* _Exercise instructions_: Count the lines of data below that include "failed". Provide only the number.

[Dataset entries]
┄┄┄┄┄┄

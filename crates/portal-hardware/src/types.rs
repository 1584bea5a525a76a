//! Common types shared across pin implementations.

use serde::{Deserialize, Serialize};
use std::fmt;

/// Logic level of a digital pin.
///
/// The limit switch inputs are wired active-low (pulled up, switch shorts to
/// ground), so an engaged switch reads [`Level::Low`].
#[derive(Debug, Clone, Copy, PartialEq, Eq, Hash, Serialize, Deserialize)]
#[serde(rename_all = "snake_case")]
pub enum Level {
    /// Logic low (0V).
    Low,

    /// Logic high (VCC).
    High,
}

impl Level {
    /// Check if the level is low.
    ///
    /// # Examples
    ///
    /// ```
    /// use portal_hardware::types::Level;
    ///
    /// assert!(Level::Low.is_low());
    /// assert!(!Level::High.is_low());
    /// ```
    #[must_use]
    pub fn is_low(&self) -> bool {
        matches!(self, Level::Low)
    }

    /// Check if the level is high.
    #[must_use]
    pub fn is_high(&self) -> bool {
        matches!(self, Level::High)
    }
}

impl fmt::Display for Level {
    fn fmt(&self, f: &mut fmt::Formatter<'_>) -> fmt::Result {
        match self {
            Level::Low => write!(f, "Low"),
            Level::High => write!(f, "High"),
        }
    }
}
//! The door controller: state tracker and command surface.
//!
//! This module ties the sensor reader, relay actuator, and operation timer
//! together behind the five operations an accessory adapter calls:
//! construction, `request_target`, `current_position`, `current_target`, and
//! `obstruction`.

use crate::{
    actuator::RelayActuator, policy::CompletionPolicy, sensors::LimitSensors,
    timer::OperationTimer,
};
use portal_core::{DoorConfig, DoorPosition, Result, TargetState};
use portal_hardware::{DigitalInput, DigitalOutput};
use std::sync::Arc;
use std::time::Duration;
use tokio::sync::Mutex;
use tracing::{debug, info, warn};

/// Mutable controller state, guarded by a single lock.
///
/// Invariant: `position` at a limit (`Open` or `Closed`) implies the
/// operation timer is not pending. Every write site below preserves it.
#[derive(Debug)]
struct TrackedState {
    position: DoorPosition,
    target: TargetState,
    /// No sensor backs this flag; it stays at its default. The accessor
    /// contract is preserved so an adapter can still report it.
    obstruction: bool,
    timer: OperationTimer,
}

/// Garage door motion controller.
///
/// An owned instance per physical door: it holds its hardware handles and
/// timer exclusively, so multiple independent doors are just multiple
/// controllers. All state mutation, whether from the command path, a status
/// query, or the timer completion task, goes through one `tokio::sync::Mutex`.
///
/// The relay pulse blocks its caller for the pulse width and runs outside
/// that lock; `request_target` therefore must not be awaited from a context
/// whose blocking would stall time-sensitive work.
///
/// # Examples
///
/// ```
/// use portal_controller::DoorController;
/// use portal_core::{DoorConfig, DoorPosition, TargetState};
/// use portal_hardware::mock::{MockInput, MockRelay};
///
/// #[tokio::main(flavor = "current_thread")]
/// async fn main() -> portal_core::Result<()> {
///     let (relay, _relay_handle) = MockRelay::new("door relay");
///     let (open_input, _open) = MockInput::new("open limit");
///     let (closed_input, _closed) = MockInput::new("closed limit");
///
///     // Neither sensor active at boot: documented default is Closed
///     let controller =
///         DoorController::new(DoorConfig::default(), relay, open_input, closed_input).await?;
///     assert_eq!(controller.current_position().await?, DoorPosition::Closed);
///     assert_eq!(controller.current_target().await, TargetState::Closed);
///     assert!(!controller.obstruction().await);
///
///     Ok(())
/// }
/// ```
pub struct DoorController<R, I> {
    state: Arc<Mutex<TrackedState>>,
    sensors: Arc<LimitSensors<I>>,
    actuator: Mutex<RelayActuator<R>>,
    config: DoorConfig,
    policy: CompletionPolicy,
}

impl<R, I> DoorController<R, I>
where
    R: DigitalOutput,
    I: DigitalInput + 'static,
{
    /// Create a controller with the default (optimistic) completion policy.
    ///
    /// Performs one sensor read to seed the initial state. A confirmed limit
    /// position seeds both `position` and `target` consistently; if neither
    /// sensor is active at boot, the controller defaults to
    /// `Closed`/`target = Closed` rather than leaving the state undefined.
    ///
    /// # Errors
    ///
    /// Returns an error if the initial sensor read fails. Configuration
    /// validity is established by [`DoorConfig`] construction, so a
    /// controller that exists is fully initialized.
    pub async fn new(config: DoorConfig, relay: R, open_input: I, closed_input: I) -> Result<Self> {
        Self::with_policy(
            config,
            CompletionPolicy::default(),
            relay,
            open_input,
            closed_input,
        )
        .await
    }

    /// Create a controller with an explicit completion policy.
    ///
    /// # Errors
    ///
    /// Returns an error if the initial sensor read fails.
    pub async fn with_policy(
        config: DoorConfig,
        policy: CompletionPolicy,
        relay: R,
        open_input: I,
        closed_input: I,
    ) -> Result<Self> {
        let sensors = Arc::new(LimitSensors::new(open_input, closed_input));

        let (position, target) = match sensors.read_position().await? {
            Some(confirmed) => (DoorPosition::from(confirmed), confirmed.as_target()),
            // Boot default when the door is between limits: report Closed
            None => (DoorPosition::Closed, TargetState::Closed),
        };

        info!(
            relay = %config.relay_pin(),
            open_sensor = %config.open_sensor_pin(),
            closed_sensor = %config.closed_sensor_pin(),
            %position,
            "Door controller initialized"
        );

        Ok(Self {
            state: Arc::new(Mutex::new(TrackedState {
                position,
                target,
                obstruction: false,
                timer: OperationTimer::new(),
            })),
            sensors,
            actuator: Mutex::new(RelayActuator::new(relay)),
            config,
            policy,
        })
    }

    /// Command the door toward a target state.
    ///
    /// Requesting the already-current target is a logged no-op: no pulse, no
    /// timer rearm. Otherwise the target and in-transit position are
    /// recorded, the relay is pulsed (blocking this caller for the pulse
    /// width), and the operation timer is (re)started for the travel
    /// duration.
    ///
    /// A second, opposite command while an operation is still running pulses
    /// the relay again, re-targets, and resets the timer. The physical
    /// opener may interpret that second press as "stop" or "reverse"; this
    /// controller does not disambiguate.
    ///
    /// # Errors
    ///
    /// Returns an error if a relay write fails. The target and in-transit
    /// position are already recorded at that point; the next
    /// [`current_position`](Self::current_position) heals from sensor truth.
    pub async fn request_target(&self, target: TargetState) -> Result<()> {
        {
            let mut state = self.state.lock().await;
            if state.target == target {
                debug!(%target, "Already at target state");
                return Ok(());
            }

            state.target = target;
            state.position = target.transit_position();
            // A pending completion belongs to the superseded command; it must
            // not fire while the relay pulse below is in flight.
            state.timer.cancel();
            info!(%target, position = %state.position, "Target state requested");
        }

        // Blocks for the pulse width; runs outside the state lock so timer
        // expiries and status queries are never stalled behind it.
        self.actuator.lock().await.pulse().await?;

        let mut state = self.state.lock().await;
        let epoch = state.timer.rearm();
        let task = tokio::spawn(resolve_completion(
            Arc::clone(&self.state),
            Arc::clone(&self.sensors),
            self.policy,
            self.config.travel_duration(),
            epoch,
        ));
        state.timer.attach(task);
        Ok(())
    }

    /// Get the current door position, corrected against sensor truth.
    ///
    /// Re-reads the limit switches before answering: a confirmed position
    /// that disagrees with the tracked value replaces it and cancels any
    /// pending timer completion. Position queries are therefore self-healing
    /// even when the timer-based inference drifted.
    ///
    /// # Errors
    ///
    /// Returns an error if a sensor read fails.
    pub async fn current_position(&self) -> Result<DoorPosition> {
        let confirmed = self.sensors.read_position().await?;

        let mut state = self.state.lock().await;
        if let Some(confirmed) = confirmed {
            let confirmed = DoorPosition::from(confirmed);
            if state.position != confirmed {
                debug!(
                    tracked = %state.position,
                    %confirmed,
                    "Correcting tracked position from sensors"
                );
                state.position = confirmed;
                // At a limit, no completion may stay pending
                state.timer.cancel();
            }
        }
        Ok(state.position)
    }

    /// Get the last commanded target state. No side effects.
    pub async fn current_target(&self) -> TargetState {
        self.state.lock().await.target
    }

    /// Get the obstruction flag.
    ///
    /// Always `false` in this design: no sensor backs the flag. The accessor
    /// exists so an adapter can report the characteristic.
    pub async fn obstruction(&self) -> bool {
        self.state.lock().await.obstruction
    }

    /// The configuration this controller was built with.
    pub fn config(&self) -> &DoorConfig {
        &self.config
    }

    /// The completion policy in effect.
    pub fn policy(&self) -> CompletionPolicy {
        self.policy
    }
}

/// Timer completion task: sleep out the travel duration, then resolve the
/// final position per the completion policy.
///
/// The epoch check under the state lock makes this apply at most once per
/// arm; a task superseded by a later command or a sensor correction returns
/// without touching state.
async fn resolve_completion<I: DigitalInput + 'static>(
    state: Arc<Mutex<TrackedState>>,
    sensors: Arc<LimitSensors<I>>,
    policy: CompletionPolicy,
    travel: Duration,
    epoch: u64,
) {
    tokio::time::sleep(travel).await;

    let confirmed = match policy {
        CompletionPolicy::Optimistic => None,
        CompletionPolicy::SensorConfirmed { grace } => {
            let mut read = match sensors.read_position().await {
                Ok(read) => read,
                Err(error) => {
                    warn!(%error, "Sensor read failed at completion");
                    None
                }
            };
            if read.is_none() {
                tokio::time::sleep(grace).await;
                read = match sensors.read_position().await {
                    Ok(read) => read,
                    Err(error) => {
                        warn!(%error, "Sensor read failed after grace period");
                        None
                    }
                };
            }
            Some(read)
        }
    };

    let mut state = state.lock().await;
    if !state.timer.try_complete(epoch) {
        // Superseded by a later command or a sensor correction
        return;
    }

    state.position = match confirmed {
        // Optimistic: the commanded operation is assumed to have succeeded
        None => state.target.final_position(),
        // Sensor truth wins, even against the target
        Some(Some(confirmed)) => DoorPosition::from(confirmed),
        // Strict policy, no limit reached within the grace period
        Some(None) => DoorPosition::Stopped,
    };
    info!(position = %state.position, "Operation completed");
}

┄┄┄┄┄┄

* _Exercise answer_: 2